Data to process:
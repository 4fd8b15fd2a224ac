//! Feed Ranker
//!
//! The online path: multi-source candidate generation, meta hydration,
//! score fusion with Thompson-sampled merchant quality, diversity
//! re-ranking and cursor pagination.
//!
//! The ranker never fails a request for operational reasons. Every cache
//! and store call carries a deadline; a call that errors or expires is
//! treated as a miss and the request completes with whatever candidates
//! have accumulated.

mod diversity;

pub use diversity::DiversityReranker;

use std::collections::{HashMap, HashSet};
use std::future::Future;
use std::sync::Arc;
use std::time::Duration;
use tracing::{debug, info, warn};

use crate::cache::{CacheKey, FeedCache};
use crate::config::RankerConfig;
use crate::error::{ServiceError, ServiceResult};
use crate::models::{
    Candidate, CandidateSource, FeedItem, FeedProduct, FeedRequest, FeedResponse, ProductMeta,
};
use crate::services::bandit::{Bandit, BanditScope};
use crate::store::ProductStore;

// Score fusion weights.
const W_CF: f64 = 0.45;
const W_POP: f64 = 0.18;
const W_BANDIT: f64 = 0.12;
const W_SESSION: f64 = 0.10;
const W_TEXT_WITH_QUERY: f64 = 0.20;
const W_TEXT_NO_QUERY: f64 = 0.05;

/// Floor and scale applied to fuzzy-match scores when they seed a base score.
const TEXT_BASE_FLOOR: f64 = 0.05;
const TEXT_BASE_SCALE: f64 = 0.8;

const TEXT_SEARCH_LIMIT: i64 = 200;
const CATEGORY_FETCH_LIMIT: i64 = 200;
/// Only the freshest part of the trail counts as session affinity.
const TRAIL_AFFINITY_WINDOW: usize = 20;

const POPULARITY_BACKFILL_WEIGHT: f64 = 0.6;
const CATEGORY_BACKFILL_WEIGHT: f64 = 0.5;

/// Insertion-ordered candidate set. First writer wins the slot; the text
/// phase max-merges into existing entries.
struct CandidateSet {
    ordered: Vec<Candidate>,
    index: HashMap<String, usize>,
}

impl CandidateSet {
    fn new() -> Self {
        Self {
            ordered: Vec::new(),
            index: HashMap::new(),
        }
    }

    fn len(&self) -> usize {
        self.ordered.len()
    }

    fn insert_if_absent(&mut self, product_id: &str, base_score: f64, source: CandidateSource) {
        if self.index.contains_key(product_id) {
            return;
        }
        self.index
            .insert(product_id.to_string(), self.ordered.len());
        self.ordered.push(Candidate {
            product_id: product_id.to_string(),
            base_score,
            text_score: 0.0,
            source,
        });
    }

    /// Text matches raise an existing base score to at least
    /// `floor + scale * text` and always record the text score.
    fn merge_text_match(&mut self, product_id: &str, text_score: f64) {
        let seeded = TEXT_BASE_FLOOR + TEXT_BASE_SCALE * text_score;
        match self.index.get(product_id) {
            Some(&idx) => {
                let candidate = &mut self.ordered[idx];
                candidate.base_score = candidate.base_score.max(seeded);
                candidate.text_score = text_score;
            }
            None => {
                self.index
                    .insert(product_id.to_string(), self.ordered.len());
                self.ordered.push(Candidate {
                    product_id: product_id.to_string(),
                    base_score: seeded,
                    text_score,
                    source: CandidateSource::Textual,
                });
            }
        }
    }

    fn truncate(&mut self, cap: usize) {
        if self.ordered.len() > cap {
            self.ordered.truncate(cap);
            self.index.retain(|_, idx| *idx < cap);
        }
    }

    fn into_candidates(self) -> Vec<Candidate> {
        self.ordered
    }
}

pub struct FeedRanker {
    cache: Arc<dyn FeedCache>,
    products: Arc<dyn ProductStore>,
    bandit: Bandit,
    diversity: DiversityReranker,
    config: RankerConfig,
}

impl FeedRanker {
    pub fn new(
        cache: Arc<dyn FeedCache>,
        products: Arc<dyn ProductStore>,
        config: RankerConfig,
    ) -> Self {
        let bandit = Bandit::new(cache.clone());
        Self {
            cache,
            products,
            bandit,
            diversity: DiversityReranker::new(),
            config,
        }
    }

    pub fn with_diversity(mut self, diversity: DiversityReranker) -> Self {
        self.diversity = diversity;
        self
    }

    /// Produce one ranked, paginated feed page.
    ///
    /// Only invalid parameters produce an error; degraded dependencies
    /// produce a degraded page.
    pub async fn get_feed(&self, request: FeedRequest) -> ServiceResult<FeedResponse> {
        let limit = self.resolve_limit(request.limit)?;
        let search_text = request
            .search_text
            .as_deref()
            .map(str::trim)
            .filter(|q| !q.is_empty());

        let candidates = self
            .generate_candidates(&request, search_text, limit)
            .await;

        if candidates.is_empty() {
            return Ok(FeedResponse {
                items: Vec::new(),
                cursor: None,
            });
        }

        let hydrated = self.hydrate(&candidates).await;
        let trail = self.session_trail(request.session_id.as_deref()).await;

        let scored = self
            .fuse_scores(candidates, hydrated, &trail, search_text.is_some())
            .await;

        let ranked = self.diversity.rerank(scored, limit);
        let page = paginate(ranked, request.cursor.as_deref(), limit);

        info!(
            user_id = request.user_id.as_deref().unwrap_or("-"),
            returned = page.items.len(),
            "Feed page served"
        );

        Ok(page)
    }

    fn resolve_limit(&self, limit: Option<u32>) -> ServiceResult<usize> {
        match limit {
            None => Ok(self.config.default_limit),
            Some(l) if l >= 1 && l as usize <= self.config.max_limit => Ok(l as usize),
            Some(l) => Err(ServiceError::InvalidInput(format!(
                "limit must be within 1..={}, got {}",
                self.config.max_limit, l
            ))),
        }
    }

    /// Candidate generation phases in declared order: personalized,
    /// textual, popularity backfill, category backfill.
    async fn generate_candidates(
        &self,
        request: &FeedRequest,
        search_text: Option<&str>,
        limit: usize,
    ) -> Vec<Candidate> {
        let mut set = CandidateSet::new();

        // Phase 1: personalized CF top-K.
        if let Some(user_id) = request.user_id.as_deref() {
            let key = CacheKey::user_top_k(user_id);
            if let Some(entries) = self
                .timed("user_top_k", self.cache.top_k(&key, self.config.candidate_cap))
                .await
            {
                for (product_id, cf_score) in entries {
                    set.insert_if_absent(&product_id, cf_score, CandidateSource::Personalized);
                }
            }
        }

        // Phase 2: fuzzy text matches.
        if let Some(query) = search_text {
            if let Some(matches) = self
                .timed(
                    "text_search",
                    self.products.search_text(query, TEXT_SEARCH_LIMIT),
                )
                .await
            {
                for m in matches {
                    set.merge_text_match(&m.product_id, m.score.clamp(0.0, 1.0));
                }
            }
        }

        // Phase 3: popularity backfill when the pool is thin; the cached
        // global top-K with a cold-start fallback to the store.
        if set.len() < 3 * limit {
            let mut entries = self
                .timed(
                    "global_top_k",
                    self.cache
                        .top_k(CacheKey::global_top_k(), self.config.candidate_cap),
                )
                .await
                .unwrap_or_default();

            if entries.is_empty() {
                entries = self
                    .timed(
                        "top_by_popularity",
                        self.products.top_by_popularity(self.config.candidate_cap as i64),
                    )
                    .await
                    .unwrap_or_default();
            }

            for (product_id, popularity) in entries {
                set.insert_if_absent(
                    &product_id,
                    POPULARITY_BACKFILL_WEIGHT * popularity,
                    CandidateSource::Popularity,
                );
            }
        }

        // Phase 4: category backfill.
        if let Some(category_id) = request.category_id.as_deref() {
            if set.len() < 2 * limit {
                if let Some(rows) = self
                    .timed(
                        "top_by_category",
                        self.products.top_by_category(category_id, CATEGORY_FETCH_LIMIT),
                    )
                    .await
                {
                    for (product_id, popularity) in rows {
                        set.insert_if_absent(
                            &product_id,
                            CATEGORY_BACKFILL_WEIGHT * popularity,
                            CandidateSource::Category,
                        );
                    }
                }
            }
        }

        set.truncate(self.config.candidate_cap);
        set.into_candidates()
    }

    /// Bulk-hydrate product meta: cache first, store for the misses.
    /// Store-hydrated products are warmed back into the cache as a
    /// fire-and-forget task.
    async fn hydrate(&self, candidates: &[Candidate]) -> HashMap<String, FeedProduct> {
        let ids: Vec<String> = candidates.iter().map(|c| c.product_id.clone()).collect();
        let mut hydrated: HashMap<String, FeedProduct> = HashMap::with_capacity(ids.len());

        let cached = self
            .timed("meta_many", self.cache.meta_many(&ids))
            .await
            .unwrap_or_else(|| vec![None; ids.len()]);

        let mut misses: Vec<String> = Vec::new();
        for (id, meta) in ids.iter().zip(cached.into_iter()) {
            match meta {
                Some(meta) => {
                    hydrated.insert(id.clone(), FeedProduct::from_meta(id, &meta));
                }
                None => misses.push(id.clone()),
            }
        }

        if !misses.is_empty() {
            if let Some(products) = self
                .timed("products_by_ids", self.products.products_by_ids(&misses))
                .await
            {
                let warm: Vec<(String, ProductMeta)> = products
                    .iter()
                    .map(|p| (p.id.clone(), ProductMeta::from(p)))
                    .collect();

                for p in products {
                    hydrated.insert(
                        p.id.clone(),
                        FeedProduct {
                            id: p.id,
                            title: p.title,
                            description: p.description,
                            merchant_id: p.merchant_id,
                            category_id: p.category_id,
                            popularity: p.popularity,
                        },
                    );
                }

                // Opportunistic warm-back; failure only logged.
                let cache = self.cache.clone();
                tokio::spawn(async move {
                    if let Err(e) = cache.put_meta(&warm).await {
                        warn!(error = %e, count = warm.len(), "Meta warm-back failed");
                    }
                });
            }
        }

        hydrated
    }

    async fn session_trail(&self, session_id: Option<&str>) -> HashSet<String> {
        let Some(session_id) = session_id else {
            return HashSet::new();
        };

        self.timed(
            "recent_trail",
            self.cache.recent_trail(session_id, TRAIL_AFFINITY_WINDOW),
        )
        .await
        .map(|trail| trail.into_iter().collect())
        .unwrap_or_default()
    }

    /// Combine the base score with popularity, merchant quality, text and
    /// session affinity. Candidates without meta are dropped.
    async fn fuse_scores(
        &self,
        candidates: Vec<Candidate>,
        hydrated: HashMap<String, FeedProduct>,
        trail: &HashSet<String>,
        has_query: bool,
    ) -> Vec<FeedItem> {
        let w_text = if has_query {
            W_TEXT_WITH_QUERY
        } else {
            W_TEXT_NO_QUERY
        };

        // One Thompson draw per distinct merchant per request.
        let mut merchant_samples: HashMap<String, f64> = HashMap::new();
        let mut items: Vec<FeedItem> = Vec::with_capacity(candidates.len());
        let mut dropped = 0usize;

        for candidate in candidates {
            let Some(product) = hydrated.get(&candidate.product_id) else {
                dropped += 1;
                continue;
            };

            let merchant_quality = match merchant_samples.get(&product.merchant_id) {
                Some(&sample) => sample,
                None => {
                    let sample = self
                        .bandit
                        .sample(BanditScope::Merchant, &product.merchant_id)
                        .await;
                    merchant_samples.insert(product.merchant_id.clone(), sample);
                    sample
                }
            };

            let session_affinity = if trail.contains(&candidate.product_id) {
                1.0
            } else {
                0.0
            };

            let score = W_CF * candidate.base_score
                + W_POP * product.popularity
                + W_BANDIT * merchant_quality
                + w_text * candidate.text_score
                + W_SESSION * session_affinity;

            items.push(FeedItem {
                score: score.max(0.0),
                product: product.clone(),
            });
        }

        if dropped > 0 {
            debug!(dropped = dropped, "Candidates dropped for missing meta");
        }

        // Descending by fused score; NaN never occurs but the comparator
        // stays total anyway.
        items.sort_by(|a, b| {
            b.score
                .partial_cmp(&a.score)
                .unwrap_or(std::cmp::Ordering::Equal)
        });

        items
    }

    /// Deadline wrapper: expired or failed calls degrade to `None`.
    async fn timed<T, E, F>(&self, call: &str, fut: F) -> Option<T>
    where
        E: std::fmt::Display,
        F: Future<Output = Result<T, E>>,
    {
        let deadline = Duration::from_millis(self.config.call_timeout_ms);
        match tokio::time::timeout(deadline, fut).await {
            Ok(Ok(value)) => Some(value),
            Ok(Err(e)) => {
                warn!(call = call, error = %e, "Dependency call failed, degrading");
                None
            }
            Err(_) => {
                warn!(call = call, timeout_ms = self.config.call_timeout_ms, "Dependency call timed out, degrading");
                None
            }
        }
    }
}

Task prompt:
What is needed is each line of the entries that contains the word "impl".

Result for this task:
impl CandidateSet {
impl FeedRanker {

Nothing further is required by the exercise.